### Problem
Please copy all of the records exactly, leaving nothing out.

### The data

——

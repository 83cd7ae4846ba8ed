pub mod cleanup;
pub mod csrf;
pub mod middleware;
pub mod session;
pub mod wordpress;

pub use csrf::{generate_csrf_token, verify_csrf_token};
pub use middleware::{session_token, MaybeSession, RequireAuthor, RequireSession};
pub use session::{
    clear_session_cookie, generate_session_token, session_cookie, Session, SessionStore,
    SessionUser,
};
pub use wordpress::{Login, WordPressAuthenticator};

——

### Finished exercise
repository 83cd7ae4846ba8ed
pub mod cleanup;
pub mod csrf;
pub mod middleware;
pub mod session;
pub mod wordpress;

pub use csrf::{generate_csrf_token, verify_csrf_token};
pub use middleware::{session_token, MaybeSession, RequireAuthor, RequireSession};
pub use session::{
    clear_session_cookie, generate_session_token, session_cookie, Session, SessionStore,
    SessionUser,
};
pub use wordpress::{Login, WordPressAuthenticator};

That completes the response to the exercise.